A Zeroth-Order Proximal Algorithm for Consensus Optimization

TL;DR

This paper introduces ZoPro, a zeroth-order proximal algorithm for distributed consensus optimization that approximates Hessian and gradient information, converging efficiently under certain conditions.

Contribution

The paper proposes ZoPro, a novel zeroth-order proximal algorithm integrating Hessian and gradient approximation for distributed consensus optimization.

Findings

ZoPro converges linearly to a neighborhood of the optimum.

ZoPro outperforms existing zeroth-order algorithms in convergence speed.

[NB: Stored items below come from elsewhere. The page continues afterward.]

//! Child process execution with captured output and an optional timeout.

use std::process::Stdio;
use std::time::{Duration, Instant};

use serde::{Deserialize, Serialize};
use tokio::io::{AsyncRead, AsyncReadExt, AsyncWrite, AsyncWriteExt};
use tokio::process::Command;
use tracing::debug;

use crate::error::ScriptHostError;
use crate::Result;

/// Maximum bytes captured per stream (10 MiB). Anything beyond is dropped.
const MAX_OUTPUT_BYTES: u64 = 10 * 1024 * 1024;

/// A fully described process launch.
#[derive(Debug, Clone, Default)]
pub struct ProcessRequest {
    /// Executable to run.
    pub program: String,

    /// Arguments, in order.
    pub args: Vec<String>,

    /// Bytes written to stdin before it is closed. `None` leaves stdin null.
    pub stdin: Option<Vec<u8>>,

    /// Extra environment variables for the child.
    pub env: Vec<(String, String)>,

    /// Working directory (inherits the current one when `None`).
    pub working_dir: Option<String>,

    /// Wall-clock limit. `None` waits indefinitely.
    pub timeout: Option<Duration>,
}

impl ProcessRequest {
    pub fn new(program: impl Into<String>) -> Self {
        Self {
            program: program.into(),
            ..Self::default()
        }
    }

    pub fn args<I, S>(mut self, args: I) -> Self
    where
        I: IntoIterator<Item = S>,
        S: Into<String>,
    {
        self.args.extend(args.into_iter().map(Into::into));
        self
    }

    pub fn stdin(mut self, bytes: Vec<u8>) -> Self {
        self.stdin = Some(bytes);
        self
    }

    pub fn timeout(mut self, timeout: Option<Duration>) -> Self {
        self.timeout = timeout;
        self
    }
}

/// Captured output of a finished process.
#[derive(Debug, Clone, PartialEq, Eq, Serialize, Deserialize)]
pub struct ProcessOutput {
    pub stdout: String,
    pub stderr: String,
    /// Exit code, `-1` when terminated by a signal.
    pub exit_code: i32,
    pub duration_ms: u64,
}

impl ProcessOutput {
    /// Whether the process exited with code 0.
    pub fn succeeded(&self) -> bool {
        self.exit_code == 0
    }
}

/// Spawn the process described by `request` and wait for it.
///
/// The child is killed if the timeout fires (`kill_on_drop`).
pub async fn run_process(request: &ProcessRequest) -> Result<ProcessOutput> {
    let mut cmd = Command::new(&request.program);
    cmd.args(&request.args)
        .stdout(Stdio::piped())
        .stderr(Stdio::piped())
        .kill_on_drop(true);

    if request.stdin.is_some() {
        cmd.stdin(Stdio::piped());
    } else {
        cmd.stdin(Stdio::null());
    }

    for (key, value) in &request.env {
        cmd.env(key, value);
    }

    if let Some(dir) = &request.working_dir {
        cmd.current_dir(dir);
    }

    let start = Instant::now();
    let mut child = cmd.spawn().map_err(|e| match e.kind() {
        std::io::ErrorKind::NotFound => ScriptHostError::InterpreterNotFound(request.program.clone()),
        _ => ScriptHostError::Spawn {
            program: request.program.clone(),
            reason: e.to_string(),
        },
    })?;

    debug!(program = %request.program, args = request.args.len(), "spawned process");

    // Readers and the stdin writer run concurrently so a full pipe on either
    // side cannot stall the wait below.
    let stdout_task = tokio::spawn(read_stream(child.stdout.take()));
    let stderr_task = tokio::spawn(read_stream(child.stderr.take()));
    let stdin_task = match (&request.stdin, child.stdin.take()) {
        (Some(payload), Some(stdin)) => Some(tokio::spawn(write_stream(stdin, payload.clone()))),
        _ => None,
    };

    let status = match request.timeout {
        Some(limit) => match tokio::time::timeout(limit, child.wait()).await {
            Ok(status) => status,
            Err(_elapsed) => {
                if let Some(task) = &stdin_task {
                    task.abort();
                }
                return Err(ScriptHostError::Timeout {
                    elapsed_ms: start.elapsed().as_millis() as u64,
                });
            }
        },
        None => child.wait().await,
    };
    if let Some(task) = stdin_task {
        task.abort();
    }
    let status = status?;

    let stdout = stdout_task.await.unwrap_or_default();
    let stderr = stderr_task.await.unwrap_or_default();

    Ok(ProcessOutput {
        stdout: String::from_utf8_lossy(&stdout).into_owned(),
        stderr: String::from_utf8_lossy(&stderr).into_owned(),
        exit_code: status.code().unwrap_or(-1),
        duration_ms: start.elapsed().as_millis() as u64,
    })
}

async fn write_stream<W: AsyncWrite + Unpin>(mut handle: W, payload: Vec<u8>) {
    // The child may exit before reading stdin; a broken pipe is not fatal.
    let _ = handle.write_all(&payload).await;
    let _ = handle.shutdown().await;
}

async fn read_stream<R: AsyncRead + Unpin>(handle: Option<R>) -> Vec<u8> {
    let mut buf = Vec::new();
    if let Some(h) = handle {
        let _ = h.take(MAX_OUTPUT_BYTES).read_to_end(&mut buf).await;
    }
    buf
}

ZoPro surpasses some second-order algorithms in runtime efficiency.

Abstract

This paper considers a consensus optimization problem, where all the nodes in a network, with access to the zeroth-order information of its local objective function only, attempt to cooperatively achieve a common minimizer of the sum of their local objectives. To address this problem, we develop ZoPro, a zeroth-order proximal algorithm, which incorporates a zeroth-order oracle for approximating Hessian and gradient into a recently proposed, high-performance distributed second-order proximal algorithm. We show that the proposed ZoPro algorithm, equipped with a dynamic stepsize, converges linearly to a neighborhood of the optimum in expectation, provided that each local objective function is strongly convex and smooth. Extensive simulations demonstrate that ZoPro converges faster than several state-of-the-art distributed zeroth-order algorithms and outperforms a few distributed second-order algorithms in terms of running time for reaching given accuracy.